MR. JUSTICE HARLAN delivered the opinion of the court.
We do not perceive that the petition for rehearing in behalf of the county of Morgan contains any suggestion which was not pressed upon our attention in oral argument, as well as in the printed briefs heretofore filed. All that counsel said was carefully considered by us. But there were one or two matters, not distinctly covered by our opinion, to which we may properly refer. A rehearing is asked to the end that a complete record of the suit, in the Circuit Court of the United States for the Southern District of Illinois, of Studwell, Hopkins, and Cobb, Trustees, v. Morgan County, &c., may be obtained and embodied in the transcript of the present case. If the record of that case were here, it could be of no use to the county. The decree therein is not pleaded for any purpose. Further, it is apparent, as well from the printed arguments filed in this court, for and against the county, as from the testimony of the witnesses who refer to the case in the Circuit Court, that the suit of Studwell, &c. v. Morgan County, &c., was dismissed by the complainants therein, and that there was no adjudication upon the merits. The decree of dismissal in that suit, therefore, concluded none of the parties to it, even were it conceded that the trustees had authority, in virtue of their position, to represent the present appellees in any litigation with Morgan County touching its liability to creditors of the Illinois River Railroad Company.

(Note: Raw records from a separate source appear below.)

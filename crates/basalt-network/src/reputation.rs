//! Peer demerit accounting.
//!
//! Misbehaving peers are not dropped on the first offence; demerits
//! accumulate per peer id and only crossing the threshold warrants a
//! disconnect. The table is the negative-signal sink for fetcher
//! timeouts and bad deliveries.

use dashmap::DashMap;

/// Demerit amounts for peer misbehaviors.
pub struct Penalties;

impl Penalties {
    /// No response to a request before its deadline.
    pub const MISSING_RESPONSE: u32 = 25;

    /// Announced data that did not match what was delivered.
    pub const INVALID_ANNOUNCE: u32 = 40;

    /// Delivered data that failed validation.
    pub const BAD_DELIVERY: u32 = 50;

    /// Flooded the announce table.
    pub const ANNOUNCE_FLOOD: u32 = 60;

    /// Demerit total that gets a peer dropped.
    pub const DROP_THRESHOLD: u32 = 100;
}

/// Per-peer demerit table.
pub struct ReputationTable {
    demerits: DashMap<String, u32>,
}

impl ReputationTable {
    /// Create an empty table.
    pub fn new() -> Self {
        Self {
            demerits: DashMap::new(),
        }
    }

    /// Add demerits to a peer.
    ///
    /// Returns `true` when the peer's total crosses the drop threshold.
    pub fn penalize(&self, id: &str, amount: u32) -> bool {
        let mut entry = self.demerits.entry(id.to_string()).or_insert(0);
        *entry = entry.saturating_add(amount);
        *entry >= Penalties::DROP_THRESHOLD
    }

    /// Current demerit total for a peer.
    pub fn demerits(&self, id: &str) -> u32 {
        self.demerits.get(id).map(|v| *v).unwrap_or(0)
    }

    /// Forget a peer, typically on unregister.
    pub fn clear(&self, id: &str) {
        self.demerits.remove(id);
    }
}

impl Default for ReputationTable {
    fn default() -> Self {
        Self::new()
    }
}
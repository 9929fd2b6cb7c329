//! # basalt-network
//!
//! P2P networking layer for the Basalt blockchain.
//!
//! This crate provides:
//! - Length-prefixed, versioned message framing
//! - The block/transaction sync protocol messages
//! - Per-peer state, known-item tracking and async fan-out queues
//! - The thread-safe peer set
//! - Peer reputation accounting
//! - The trusted UDP verifier channel

mod codec;
mod error;
mod message;
mod peer;
mod peers;
mod reputation;
mod verifier;

pub use codec::FrameCodec;
pub use error::{DisconnectReason, NetworkError, NetworkResult};
pub use message::{
    Announcement, GetBlockHeaders, HashOrNumber, Message, MessageCode, NewBlockData, StatusData,
};
pub use peer::{BlockQueueItem, Peer, MAX_KNOWN_BLOCKS, MAX_KNOWN_TXS};
pub use peers::PeerSet;
pub use reputation::{Penalties, ReputationTable};
pub use verifier::{
    BroadcastInfo, ConsensusResult, ResultVerifier, SignatureBlock, VerifierChannel,
    VerifierDatagram, MSG_TYPE_BROADCAST_ROSTER, MSG_TYPE_CONSENSUS_TXS,
};

/// Default P2P port.
pub const DEFAULT_PORT: u16 = 30310;

/// Protocol magic bytes for the main network.
pub const MAINNET_MAGIC: [u8; 4] = [0x42, 0x53, 0x4C, 0x54];

/// Maximum size of a single protocol message.
pub const PROTOCOL_MAX_MSG_SIZE: usize = 10 * 1024 * 1024; // 10 MiB

/// Protocol versions this node speaks, preferred first.
///
/// Version 63 adds the state and receipt messages used by fast sync.
pub const PROTOCOL_VERSIONS: [u32; 2] = [63, 62];

/// Lowest version carrying `GetNodeData`/`NodeData`/`GetReceipts`/`Receipts`.
pub const MIN_FAST_VERSION: u32 = 63;

/// Time allowed for the status exchange.
pub const HANDSHAKE_TIMEOUT: std::time::Duration = std::time::Duration::from_secs(5);
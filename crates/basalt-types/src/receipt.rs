//! Execution receipts.

use crate::encoding::{get_bytes, put_bytes, vlq_decode, vlq_encode, EncodingError};
use crate::Hash256;

/// The receipt of executing one transaction.
#[derive(Debug, Clone, PartialEq, Eq)]
pub struct Receipt {
    /// Execution status (1 = success).
    pub status: u64,
    /// Cumulative gas used in the block up to and including this receipt.
    pub cumulative_gas: u64,
    /// Opaque log data.
    pub logs: Vec<u8>,
}

impl Receipt {
    /// Create a receipt.
    pub fn new(status: u64, cumulative_gas: u64, logs: Vec<u8>) -> Self {
        Self {
            status,
            cumulative_gas,
            logs,
        }
    }

    /// Receipt hash over the canonical encoding.
    pub fn hash(&self) -> Hash256 {
        Hash256::of(&self.serialize())
    }

    /// Canonical binary encoding.
    pub fn serialize(&self) -> Vec<u8> {
        let mut buf = Vec::new();
        vlq_encode(&mut buf, self.status);
        vlq_encode(&mut buf, self.cumulative_gas);
        put_bytes(&mut buf, &self.logs);
        buf
    }

    /// Parse from canonical binary encoding.
    pub fn parse(data: &[u8], pos: usize) -> Result<(Self, usize), EncodingError> {
        let (status, pos) = vlq_decode(data, pos)?;
        let (cumulative_gas, pos) = vlq_decode(data, pos)?;
        let (logs, pos) = get_bytes(data, pos)?;
        Ok((
            Self {
                status,
                cumulative_gas,
                logs,
            },
            pos,
        ))
    }
}

#[cfg(test)]
mod tests {
    use super::*;

    #[test]
    fn test_receipt_roundtrip() {
        let receipt = Receipt::new(1, 21_000, vec![9, 9]);
        let encoded = receipt.serialize();
        let (decoded, pos) = Receipt::parse(&encoded, 0).unwrap();
        assert_eq!(decoded, receipt);
        assert_eq!(pos, encoded.len());
    }
}
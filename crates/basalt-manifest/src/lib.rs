//! # basalt-manifest
//!
//! Content-manifest trie for the Basalt content-addressed store.
//!
//! A manifest maps paths to stored-object hashes, directory-style.
//! Large manifests split into subtries that are stored separately and
//! loaded lazily on demand; modifying any entry invalidates the cached
//! hash along the root path until the next [`ManifestTrie::recalc_and_store`].

mod store;
mod trie;

pub use store::{ContentStore, MemoryStore};
pub use trie::{
    regular_slashes, Manifest, ManifestEntry, ManifestTrie, WalkStep, MANIFEST_MIME,
    STATUS_MULTIPLE_CHOICES,
};

use thiserror::Error;

/// Manifest errors.
#[derive(Error, Debug)]
pub enum ManifestError {
    /// The store has no object under the given key.
    #[error("manifest not found: {0}")]
    NotFound(String),

    /// The stored object is not a valid manifest.
    #[error("manifest {0} is malformed: {1}")]
    Malformed(String, String),

    /// An entry's subtrie hash is not valid hex.
    #[error("invalid subtrie hash: {0}")]
    InvalidHash(String),

    /// Storage layer failure.
    #[error("store error: {0}")]
    Store(String),
}

/// Result type for manifest operations.
pub type ManifestResult<T> = Result<T, ManifestError>;
impl FetcherHandle {
    /// Announce a block available at a peer.
    pub async fn notify(&self, peer: &str, hash: Hash256, number: u64) {
        let _ = self
            .tx
            .send(FetcherMessage::Notify {
                peer: peer.to_string(),
                hash,
                number,
            })
            .await;
    }

    /// Queue a propagated block for import.
    pub async fn enqueue(&self, peer: &str, block: Block) {
        let _ = self
            .tx
            .send(FetcherMessage::Enqueue {
                peer: peer.to_string(),
                block,
            })
            .await;
    }

    /// Offer a header reply to the fetcher; returns the headers it did
    /// not claim.
    pub async fn filter_headers(&self, peer: &str, headers: Vec<Header>) -> Vec<Header> {
        let (reply, rx) = oneshot::channel();
        let sent = self
            .tx
            .send(FetcherMessage::FilterHeaders {
                peer: peer.to_string(),
                headers: headers.clone(),
                reply,
            })
            .await;
        if sent.is_err() {
            return headers;
        }
        rx.await.unwrap_or(headers)
    }

    /// Offer a body reply to the fetcher; returns the bodies it did not
    /// claim.
    pub async fn filter_bodies(&self, peer: &str, bodies: Vec<Body>) -> Vec<Body> {
        let (reply, rx) = oneshot::channel();
        let sent = self
            .tx
            .send(FetcherMessage::FilterBodies {
                peer: peer.to_string(),
                bodies: bodies.clone(),
                reply,
            })
            .await;
        if sent.is_err() {
            return bodies;
        }
        rx.await.unwrap_or(bodies)
    }
}

/// The fetcher task state.
pub struct Fetcher {
    rx: mpsc::Receiver<FetcherMessage>,
    chain: Arc<dyn BlockChain>,
    engine: Arc<dyn Engine>,
    peers: Arc<PeerSet>,
    inserter: Inserter,
    broadcast: Broadcaster,
    demote: Demoter,

    /// Per-peer count of tracked announcements.
    announces: HashMap<String, usize>,
    /// Announced blocks waiting out the arrival grace period.
    announced: HashMap<Hash256, Vec<Announce>>,
    /// Header requests in flight.
    fetching: HashMap<Hash256, Announce>,
    /// Headers received, body fetch not yet dispatched.
    fetched: HashMap<Hash256, Announce>,
    /// Body requests in flight.
    completing: HashMap<Hash256, Announce>,
    /// Assembled blocks by number, waiting for the chain to catch up.
    queue: BTreeMap<u64, Vec<QueuedBlock>>,
    queued_set: HashSet<Hash256>,
    /// Per-peer count of queued propagated blocks.
    queues: HashMap<String, usize>,
}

We did not, as counsel seem to suppose, overlook the argument based upon the subscription made by the city of Jacksonville. That subscription, as matter of law, was wholly disconnected from the subscription made by the county, and we could not regard the former as payment, in whole or in part, of the latter, without assuming to make for the parties a contract which they did not choose to make for themselves. If, as urged, that the result is unfortunate for the county, we can only say, what cannot be too often repeated, that hard cases cannot be permitted to make bad law.
Petition denied.
Allen v. County of Morgan, appeal from the same decree, was argued by the counsel who appeared in the preceding case. MR. JUSTICE HARLAN remarked, in giving the opinion of the court, that no error was perceived in the record to the substantial prejudice of the appellants. The decree below was therefore
Affirmed.
MR. JUSTICE MILLER, MR. JUSTICE FIELD, and MR. JUSTICE BRADLEY dissented.